Tor however has always made the disclaimer that even basic correlation attacks will defeat its anonymity. People use it as the de facto tool for beating the big guys, but it provides no such capability or claim of such. This seems to not be so well known though.

[belorn]

The only thing that can work against big national agencies is security in depth, in which tor can be part. Tor is also better than nothing, which is a better de factor tool than plain text.
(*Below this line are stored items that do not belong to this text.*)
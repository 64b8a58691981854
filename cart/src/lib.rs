//! # Cart
//!
//! Cart state shared by the two storefront page contexts: the product-detail
//! page appends and merges lines, the cart page edits and checks out. Both
//! operate on one persisted record with no server authority.
//!
//! # Synchronization contract
//!
//! - Every read normalizes: the persisted record is an untrusted boundary and
//!   may be absent, malformed, or the wrong shape at any time. `load` never
//!   fails; it degrades to an empty cart and warns.
//! - Every write is total: a failed write is logged and swallowed, leaving
//!   the in-memory cart authoritative for the current page lifetime.
//! - Cross-context writes are last-write-wins. Checkout mitigates staleness
//!   by re-reading immediately before formatting, nothing stronger.

pub mod checkout;
pub mod error;
pub mod format;
pub mod model;
pub mod store;
//! # Cart model
//!
//! The persisted record is an untrusted boundary: it can be absent, edited or
//! corrupted between page loads. [`RawLine`] accepts any JSON object shape and
//! [`RawLine::normalize`] converts it into a strict [`CartLine`] satisfying
//! the invariants (`quantity >= 1`, non-empty `name`). Nothing past
//! normalization trusts the boundary shape.

use serde::{Deserialize, Serialize};
use serde_json::Value;
use tracing::warn;

pub const DEFAULT_NAME: &str = "Item";

/// One cart element as read back from storage, every field optional.
#[derive(Debug, Default, Deserialize)]
#[serde(rename_all = "camelCase")]
pub struct RawLine {
    #[serde(default)]
    pub key: Value,
    #[serde(default)]
    pub name: Value,
    #[serde(default)]
    pub unit_price: Value,
    #[serde(default)]
    pub quantity: Value,
}

impl RawLine {
    pub fn normalize(self) -> CartLine {
        CartLine {
            key: as_text(&self.key).unwrap_or_default(),
            name: as_text(&self.name)
                .filter(|name| !name.is_empty())
                .unwrap_or_else(|| DEFAULT_NAME.to_string()),
            unit_price: as_price(&self.unit_price),
            quantity: as_quantity(&self.quantity),
        }
    }
}

fn as_text(value: &Value) -> Option<String> {
    match value {
        Value::String(text) => Some(text.clone()),
        _ => None,
    }
}

/// Numeric coercion for prices: numbers and numeric strings pass, anything
/// else degrades to 0. Negative and non-finite values also degrade to 0.
fn as_price(value: &Value) -> u64 {
    let number = match value {
        Value::Number(number) => number.as_f64().unwrap_or(0.0),
        Value::String(text) => text.trim().parse::<f64>().unwrap_or(0.0),
        _ => 0.0,
    };

    if number.is_finite() && number > 0.0 {
        number as u64
    } else {
        0
    }
}

/// Integer coercion for quantities: truncates fractions, reads a leading
/// integer out of strings, floors the result at 1.
fn as_quantity(value: &Value) -> u32 {
    let parsed = match value {
        Value::Number(number) => number.as_f64().map(|n| n as i64),
        Value::String(text) => leading_int(text),
        _ => None,
    };

    parsed
        .filter(|n| *n >= 1)
        .and_then(|n| u32::try_from(n).ok())
        .unwrap_or(1)
}

fn leading_int(text: &str) -> Option<i64> {
    let trimmed = text.trim_start();
    let (negative, rest) = match trimmed.strip_prefix('-') {
        Some(rest) => (true, rest),
        None => (false, trimmed.strip_prefix('+').unwrap_or(trimmed)),
    };

    let digits: String = rest.chars().take_while(char::is_ascii_digit).collect();
    if digits.is_empty() {
        return None;
    }

    digits.parse::<i64>().ok().map(|n| if negative { -n } else { n })
}

/// One normalized product entry in the cart. Deliberately not
/// deserializable: reads come in through [`RawLine::normalize`] only.
#[derive(Debug, Clone, PartialEq, Eq, Serialize)]
#[serde(rename_all = "camelCase")]
pub struct CartLine {
    pub key: String,
    pub name: String,
    pub unit_price: u64,
    pub quantity: u32,
}

impl CartLine {
    pub fn subtotal(&self) -> u64 {
        u64::from(self.quantity) * self.unit_price
    }
}

/// A cart edit as dispatched by the cart page, index into the line sequence.
#[derive(Debug, Clone, Copy, PartialEq, Eq)]
pub enum Command {
    Increment(usize),
    Decrement(usize),
    Remove(usize),
}

/// Ordered, key-unique sequence of [`CartLine`]s. Key uniqueness is upheld by
/// [`Cart::add_or_merge`]; the index-based commands operate on already-unique
/// entries and cannot introduce duplicates.
#[derive(Debug, Default, Clone, PartialEq, Eq, Serialize)]
#[serde(transparent)]
pub struct Cart {
    lines: Vec<CartLine>,
}

impl Cart {
    pub fn lines(&self) -> &[CartLine] {
        &self.lines
    }

    pub fn is_empty(&self) -> bool {
        self.lines.is_empty()
    }

    pub fn len(&self) -> usize {
        self.lines.len()
    }

    pub fn total(&self) -> u64 {
        self.lines.iter().map(CartLine::subtotal).sum()
    }

    /// Quantity across all lines, the number the cart badge shows.
    pub fn total_quantity(&self) -> u64 {
        self.lines.iter().map(|line| u64::from(line.quantity)).sum()
    }

    /// Merge-on-add: an existing line for `key` gains quantity, otherwise a
    /// new line is appended with quantity 1. Caller persists the result.
    pub fn add_or_merge(&mut self, key: &str, name: &str, unit_price: u64) {
        let existing = self
            .lines
            .iter_mut()
            .find(|line| !line.key.is_empty() && line.key == key);

        match existing {
            Some(line) => line.quantity = line.quantity.saturating_add(1),
            None => self.lines.push(CartLine {
                key: key.to_string(),
                name: name.to_string(),
                unit_price,
                quantity: 1,
            }),
        }
    }

    /// Applies one edit command. Out-of-range indices are ignored with a
    /// warning. Returns whether the command was accepted, so the caller can
    /// skip persisting untouched state.
    pub fn apply(&mut self, command: Command) -> bool {
        let (Command::Increment(index) | Command::Decrement(index) | Command::Remove(index)) =
            command;

        if index >= self.lines.len() {
            warn!(index, len = self.lines.len(), "cart command index out of range, ignoring");
            return false;
        }

        match command {
            Command::Increment(index) => {
                let line = &mut self.lines[index];
                line.quantity = line.quantity.saturating_add(1);
            }
            // Decrement floors at 1; removal stays a separate explicit action.
            Command::Decrement(index) => {
                let line = &mut self.lines[index];
                line.quantity = line.quantity.saturating_sub(1).max(1);
            }
            Command::Remove(index) => {
                self.lines.remove(index);
            }
        }

        true
    }
}

impl FromIterator<CartLine> for Cart {
    fn from_iter<I: IntoIterator<Item = CartLine>>(iter: I) -> Self {
        Self { lines: iter.into_iter().collect() }
    }
}
use std::{env, fmt::Display, str::FromStr};

use tracing::{info, warn};

const DEFAULT_DATA_DIR: &str = ".watchshop";

/// Merchant WhatsApp number in international format, overridable per
/// deployment.
const DEFAULT_WA_NUMBER: &str = "2348066775722";

pub struct Config {
    pub data_dir: String,
    pub wa_number: String,
}

impl Config {
    pub fn load() -> Self {
        Self {
            data_dir: try_load("WATCHSHOP_DATA_DIR", DEFAULT_DATA_DIR),
            wa_number: try_load("WATCHSHOP_WA_NUMBER", DEFAULT_WA_NUMBER),
        }
    }
}

fn var(key: &str) -> Result<String, ()> {
    env::var(key).map_err(|_| {
        info!("Environment variable {key} not found, using default");
    })
}

fn try_load<T: FromStr>(key: &str, default: &str) -> T
where
    T::Err: Display,
{
    var(key)
        .unwrap_or_else(|_| default.to_string())
        .parse()
        .map_err(|e| {
            warn!("Invalid {key} value: {e}");
        })
        .expect("Environment misconfigured!")
}
//! Referring doctor models.

use serde::{Deserialize, Serialize};

/// A referring practice contact.
#[derive(Debug, Clone, Serialize, Deserialize, PartialEq)]
pub struct Doctor {
    /// Local UUID
    pub id: String,
    /// Doctor name
    pub name: String,
    /// Practice name
    pub practice: String,
    /// Contact email; the portal claim matches on this
    pub email: Option<String>,
    /// Contact phone
    pub phone: Option<String>,
    /// Linked portal identity - null until the doctor claims the record
    pub auth_user_id: Option<String>,
    /// Creation timestamp
    pub created_at: String,
}

impl Doctor {
    /// Create a new doctor with required fields.
    pub fn new(name: String, practice: String) -> Self {
        Self {
            id: uuid::Uuid::new_v4().to_string(),
            name,
            practice,
            email: None,
            phone: None,
            auth_user_id: None,
            created_at: chrono::Utc::now().to_rfc3339(),
        }
    }

    /// Builder-style email setter.
    pub fn with_email(mut self, email: impl Into<String>) -> Self {
        self.email = Some(email.into());
        self
    }

    /// Whether a portal account is linked.
    pub fn is_linked(&self) -> bool {
        self.auth_user_id.is_some()
    }
}

#[cfg(test)]
mod tests {
    use super::*;

    #[test]
    fn test_new_doctor() {
        let doctor = Doctor::new("Dr. Patel".into(), "Smile Dental".into());
        assert_eq!(doctor.name, "Dr. Patel");
        assert!(!doctor.is_linked());
        assert_eq!(doctor.id.len(), 36);
    }

    #[test]
    fn test_with_email() {
        let doctor = Doctor::new("Dr. Patel".into(), "Smile Dental".into())
            .with_email("patel@smile.example");
        assert_eq!(doctor.email.as_deref(), Some("patel@smile.example"));
    }
}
In modern society everything gather meta data. The phone, the credit card, the mass transit system, cameras with face recognition, the isp, all the routers between A and B, the devices people own, the platforms they socialize on. Its almost impossible to make a face to face meeting without allowing nation agencies to know about it. A leaker wanting to talk to a journalist without risking becoming a target might not be 100% protected by tor, but then I don't know any single better method right now. Some combination of obfuscation, encryption, mixing, and plausible deniability seems to be the best bet.

[Astarte]

>Some combination of obfuscation, encryption, mixing, and plausible deniability seems to be the best bet.

Go on.

[belorn]

Ie, talk in code, use VPN, use shared communication streams like Tor, and make your behavior look legit and boring. Of course I am not speaking as a professional opsec specialist agent.

As far as you know.

[DyslexicAtheist]

not making such claims is a the only way to be taken seriously by the community it serves. Those using tor-browser know it's a best effort approach.

The same attitude should be expected from all InfoSek vendors. But it's easier to sell a product with claims it will protect you rather than saying the truth (that it's riddled with edge-cases like everything else).

Tor, unlike many of the VPN companies, thankfully lack a marketing department trying to push it with incorrect claims about its alleged ability.

edit: if the threat model is to protect against corporate mass-surveillance ("the big guys"), then Tor is incredibly effective. They wouldn't go through the trouble to identify and blacklist exit nodes and present users with a captcha otherwise. (ofc assuming that it is used correctly: never log in, or if you must only log-in with sock-puppet identities etc).

[Astarte]

>They wouldn't go through the trouble to identify and blacklist exit nodes and present users with a captcha otherwise.

Do you really think they care about that 1% (made up number) of Tor users using their service legitimately? Or do they just want to avoid being attacked or their service being abused?